O Supremo Tribunal Federal está prestes a tomar uma decisão que pode reconfigurar a liberdade de expressão no Brasil.
O julgamento do Artigo 19 do Marco Civil da Internet, que exige decisão judicial para a remoção de conteúdos publicados por terceiros, ameaça abrir um precedente perigoso: permitir que plataformas sejam obrigadas a apagar conteúdos mediante simples notificação, sem mediação do Judiciário.
Na prática, isso institucionalizaria uma forma de censura protocolar e silenciosa. As plataformas, com receio de punições, tenderão a remover qualquer conteúdo que pareça controverso ou sensível —mesmo que legítimo. O resultado será um ambiente digital autocensurado, onde críticas, denúncias e manifestações políticas desaparecerão sem contraditório.
Mas seria simplista responsabilizar apenas o Supremo. O Judiciário está sendo provocado e, diante da omissão legislativa, precisa decidir. Sem leis atualizadas e específicas, recorre à hermenêutica, à Constituição e, por vezes, ao bom senso.
O Estado não pode se omitir diante da manipulação digital, e foi exatamente isso o que ocorreu nas eleições de 2022. Coube à ministra Cármen Lúcia, no TSE, liderar audiências públicas e estabelecer normativas emergenciais que garantiram alguma proteção ao pleito. Sem aquela intervenção, a desinformação e o uso destrutivo da IA teriam causado ainda mais danos.
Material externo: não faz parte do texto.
//! Shape-tolerant graph reader.
//!
//! Producers emit the same graph in several encodings: components as a list
//! or a name-keyed map, ports as bare strings or objects, bindings as objects,
//! dotted `from`/`to` pairs or `"a.out -> b.in"` strings. Everything here
//! funnels into the canonical `PipelineGraph`.

use std::collections::HashSet;

use serde_json::{Map, Value};
use tracing::instrument;

use super::types::{Binding, Component, ComponentKind, PipelineGraph, Port, PortType};
use crate::error::StructuralError;

/// Deserialize and normalize a graph JSON string.
pub fn parse_graph(json: &str) -> Result<PipelineGraph, StructuralError> {
    let value: Value =
        serde_json::from_str(json).map_err(|e| StructuralError::Parse(e.to_string()))?;
    normalize(&value)
}

/// Normalize an already-decoded JSON value into a canonical graph.
#[instrument(level = "debug", skip_all)]
pub fn normalize(value: &Value) -> Result<PipelineGraph, StructuralError> {
    let root = value
        .as_object()
        .ok_or_else(|| StructuralError::Shape("graph root must be an object".into()))?;

    let components = read_components(root)?;
    let bindings = read_bindings(root)?;

    let mut seen = HashSet::new();
    for c in &components {
        if !seen.insert(c.name.as_str()) {
            return Err(StructuralError::DuplicateComponent(c.name.clone()));
        }
    }

    Ok(PipelineGraph {
        name: str_field(root, &["name", "system", "title"]).unwrap_or_default(),
        description: str_field(root, &["description"]),
        components,
        bindings,
    })
}

// ---------------------------------------------------------------------------
// Components
// ---------------------------------------------------------------------------

fn read_components(root: &Map<String, Value>) -> Result<Vec<Component>, StructuralError> {
    let Some(raw) = first_of(root, &["components", "nodes"]) else {
        return Err(StructuralError::Shape(
            "graph has no `components` collection".into(),
        ));
    };

    match raw {
        Value::Array(items) => items
            .iter()
            .enumerate()
            .map(|(i, item)| {
                let obj = item.as_object().ok_or_else(|| {
                    StructuralError::Shape(format!("component #{} is not an object", i))
                })?;
                let name = str_field(obj, &["name", "id"]).ok_or_else(|| {
                    StructuralError::Shape(format!("component #{} has no name", i))
                })?;
                read_component(name, obj)
            })
            .collect(),
        Value::Object(by_name) => by_name
            .iter()
            .map(|(name, item)| {
                let obj = item.as_object().ok_or_else(|| {
                    StructuralError::Shape(format!("component '{}' is not an object", name))
                })?;
                read_component(name.clone(), obj)
            })
            .collect(),
        _ => Err(StructuralError::Shape(
            "`components` must be an array or an object".into(),
        )),
    }
}

fn read_component(name: String, obj: &Map<String, Value>) -> Result<Component, StructuralError> {
    let kind = str_field(obj, &["kind", "type", "component_type"])
        .map(|k| ComponentKind::parse(&k))
        .unwrap_or_else(|| ComponentKind::Unknown(String::new()));

    let inputs = read_ports(&name, first_of(obj, &["inputs", "input_ports"]))?;
    let outputs = read_ports(&name, first_of(obj, &["outputs", "output_ports"]))?;

    let config = match first_of(obj, &["config", "configuration"]) {
        None | Some(Value::Null) => Map::new(),
        Some(Value::Object(m)) => m.clone(),
        Some(_) => {
            return Err(StructuralError::Shape(format!(
                "config of '{}' must be an object",
                name
            )));
        }
    };

    Ok(Component {
        name,
        kind,
        inputs,
        outputs,
        config,
    })
}

fn read_ports(component: &str, raw: Option<&Value>) -> Result<Vec<Port>, StructuralError> {
    let Some(raw) = raw else {
        return Ok(vec![]);
    };
    let items = match raw {
        Value::Null => return Ok(vec![]),
        Value::Array(items) => items,
        _ => {
            return Err(StructuralError::Shape(format!(
                "ports of '{}' must be an array",
                component
            )));
        }
    };

    items
        .iter()
        .map(|item| match item {
            Value::String(name) => Ok(Port::new(name.clone(), PortType::Object)),
            Value::Object(obj) => {
                let name = str_field(obj, &["name", "id"]).ok_or_else(|| {
                    StructuralError::Shape(format!("a port of '{}' has no name", component))
                })?;
                let port_type = str_field(obj, &["type", "schema", "data_type"])
                    .map(|t| PortType::parse(&t))
                    .unwrap_or_default();
                let required = obj.get("required").and_then(Value::as_bool).unwrap_or(true);
                Ok(Port {
                    name,
                    port_type,
                    required,
                })
            }
            _ => Err(StructuralError::Shape(format!(
                "a port of '{}' is neither a string nor an object",
                component
            ))),
        })
        .collect()
}

// ---------------------------------------------------------------------------
// Bindings
// ---------------------------------------------------------------------------

fn read_bindings(root: &Map<String, Value>) -> Result<Vec<Binding>, StructuralError> {
    let Some(raw) = first_of(root, &["bindings", "connections", "edges"]) else {
        return Ok(vec![]);
    };
    let items = match raw {
        Value::Null => return Ok(vec![]),
        Value::Array(items) => items,
        _ => return Err(StructuralError::Shape("`bindings` must be an array".into())),
    };

    items
        .iter()
        .enumerate()
        .map(|(i, item)| {
            let binding = match item {
                Value::String(s) => parse_arrow(s),
                Value::Object(obj) => read_binding_object(obj),
                _ => None,
            };
            binding.ok_or_else(|| {
                StructuralError::Shape(format!("binding #{} is not in a recognised form", i))
            })
        })
        .collect()
}

fn read_binding_object(obj: &Map<String, Value>) -> Option<Binding> {
    let explicit = (
        str_field(obj, &["from_component", "source", "from_node"]),
        str_field(obj, &["from_port", "source_port", "source_handle"]),
        str_field(obj, &["to_component", "target", "to_node"]),
        str_field(obj, &["to_port", "target_port", "target_handle"]),
    );
    if let (Some(fc), Some(fp), Some(tc), Some(tp)) = explicit {
        return Some(Binding {
            from_component: fc,
            from_port: fp,
            to_component: tc,
            to_port: tp,
        });
    }

    let (from_component, from_port) = split_endpoint(&str_field(obj, &["from"])?)?;
    let (to_component, to_port) = split_endpoint(&str_field(obj, &["to"])?)?;
    Some(Binding {
        from_component,
        from_port,
        to_component,
        to_port,
    })
}

/// `"a.out -> b.in"`
fn parse_arrow(s: &str) -> Option<Binding> {
    let (lhs, rhs) = s.split_once("->")?;
    let (from_component, from_port) = split_endpoint(lhs.trim())?;
    let (to_component, to_port) = split_endpoint(rhs.trim())?;
    Some(Binding {
        from_component,
        from_port,
        to_component,
        to_port,
    })
}

fn split_endpoint(s: &str) -> Option<(String, String)> {
    let (component, port) = s.rsplit_once('.')?;
    if component.is_empty() || port.is_empty() {
        return None;
    }
    Some((component.to_string(), port.to_string()))
}

// ---------------------------------------------------------------------------
// Helpers
// ---------------------------------------------------------------------------

fn first_of<'a>(obj: &'a Map<String, Value>, keys: &[&str]) -> Option<&'a Value> {
    keys.iter().find_map(|k| obj.get(*k))
}

fn str_field(obj: &Map<String, Value>, keys: &[&str]) -> Option<String> {
    keys.iter()
        .find_map(|k| obj.get(*k).and_then(Value::as_str))
        .map(str::to_string)
}

#[cfg(test)]
mod tests {
    use super::*;
    use serde_json::json;

    #[test]
    fn test_keyed_components_and_arrow_bindings() {
        let graph = normalize(&json!({
            "name": "orders",
            "components": {
                "reader": { "type": "source", "outputs": ["out"] },
                "writer": { "kind": "Sink", "inputs": [{ "name": "in", "type": "list" }] }
            },
            "connections": ["reader.out -> writer.in"]
        }))
        .unwrap();

        assert_eq!(graph.name, "orders");
        assert_eq!(graph.components.len(), 2);
        let writer = graph.component("writer").unwrap();
        assert_eq!(writer.kind, ComponentKind::Sink);
        assert_eq!(writer.inputs[0].port_type, PortType::Array);
        assert_eq!(graph.bindings, vec![Binding::new("reader", "out", "writer", "in")]);
    }

    #[test]
    fn test_dotted_from_to_bindings() {
        let graph = normalize(&json!({
            "components": [
                { "name": "api", "kind": "api_endpoint", "outputs": ["req"] },
                { "name": "svc", "kind": "Transformer", "inputs": ["in"] }
            ],
            "bindings": [{ "from": "api.req", "to": "svc.in" }]
        }))
        .unwrap();
        assert_eq!(graph.components[0].kind, ComponentKind::ApiEndpoint);
        assert!(graph.binding_resolves(&graph.bindings[0]));
    }

    #[test]
    fn test_unknown_kind_round_trips() {
        let graph = normalize(&json!({
            "components": [{ "name": "x", "kind": "Teleporter" }]
        }))
        .unwrap();
        assert_eq!(graph.components[0].kind, ComponentKind::Unknown("Teleporter".into()));
        let json = serde_json::to_string(&graph).unwrap();
        let back: PipelineGraph = serde_json::from_str(&json).unwrap();
        assert_eq!(back, graph);
    }

    #[test]
    fn test_duplicate_component_rejected() {
        let err = normalize(&json!({
            "components": [{ "name": "a", "kind": "Source" }, { "name": "a", "kind": "Sink" }]
        }))
        .unwrap_err();
        assert_eq!(err, StructuralError::DuplicateComponent("a".into()));
    }

    #[test]
    fn test_non_object_config_rejected() {
        let err = normalize(&json!({
            "components": [{ "name": "a", "kind": "Source", "config": [1, 2] }]
        }))
        .unwrap_err();
        assert_eq!(err.code(), "S002");
    }

    #[test]
    fn test_parse_error() {
        assert!(matches!(parse_graph("{not json"), Err(StructuralError::Parse(_))));
    }
}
A atuação do Judiciário, embora necessária, não pode substituir a do Parlamento. Julgar é urgente, mas legislar é insubstituível. E, enfim, sinais positivos começam a surgir.
Sob a liderança do presidente da Câmara, Hugo Motta, dois movimentos importantes foram colocados em marcha: a instalação da Comissão Especial para a Regulamentação da Inteligência Artificial e a abertura, na Comissão de Comunicação, de uma frente contra a censura nas redes. Ambos representam a possibilidade concreta de o Congresso retomar seu protagonismo.
Essas iniciativas mostram que é possível proteger a liberdade de expressão sem ignorar a urgência da regulação. Não se trata de escolher entre censura e caos. Trata-se de garantir que o debate público continue sendo livre, plural e fundamentado em regras legítimas e democráticas.
Enquanto isso, a tecnologia avança. A IA generativa já cria vídeos e falas falsas com perfeição técnica. Mas mais perigosa é a IA preditiva, que molda comportamentos e conduz opiniões antes mesmo que tenhamos consciência disso. Não se trata apenas de acreditar em mentiras, trata-se de desejar e defender essas mentiras como se fossem nossas. Trata-se de engenharia de consciência. De pastoreio digital. E isso já está acontecendo.
O que está em julgamento agora não é apenas uma cláusula legal; é o próprio futuro do contraditório democrático. Porque o que está em curso não é só um risco à democracia —é a substituição da democracia por uma ficção algorítmica. Quando tudo pode ser fabricado, a verdade se torna obsoleta. E, com ela, a liberdade de decidir.
O Parlamento ainda tem tempo —pouco, mas tem— para reagir com grandeza. O STF precisa decidir com responsabilidade, mas sua atuação será sempre paliativa se continuar a ocupar o espaço deixado por um Legislativo omisso. E as plataformas precisam assumir compromissos reais com rastreabilidade, transparência e responsabilidade. O argumento da “neutralidade algorítmica” já não se sustenta.
A urgência não é mais só jurídica. É existencial. O que está em jogo é se poderemos continuar confiando no que vemos, ouvimos e acreditamos. Se o Brasil não reagir agora, corremos o risco de viver sob uma democracia de aparência —moderna, digitalizada, mas absolutamente manipulada.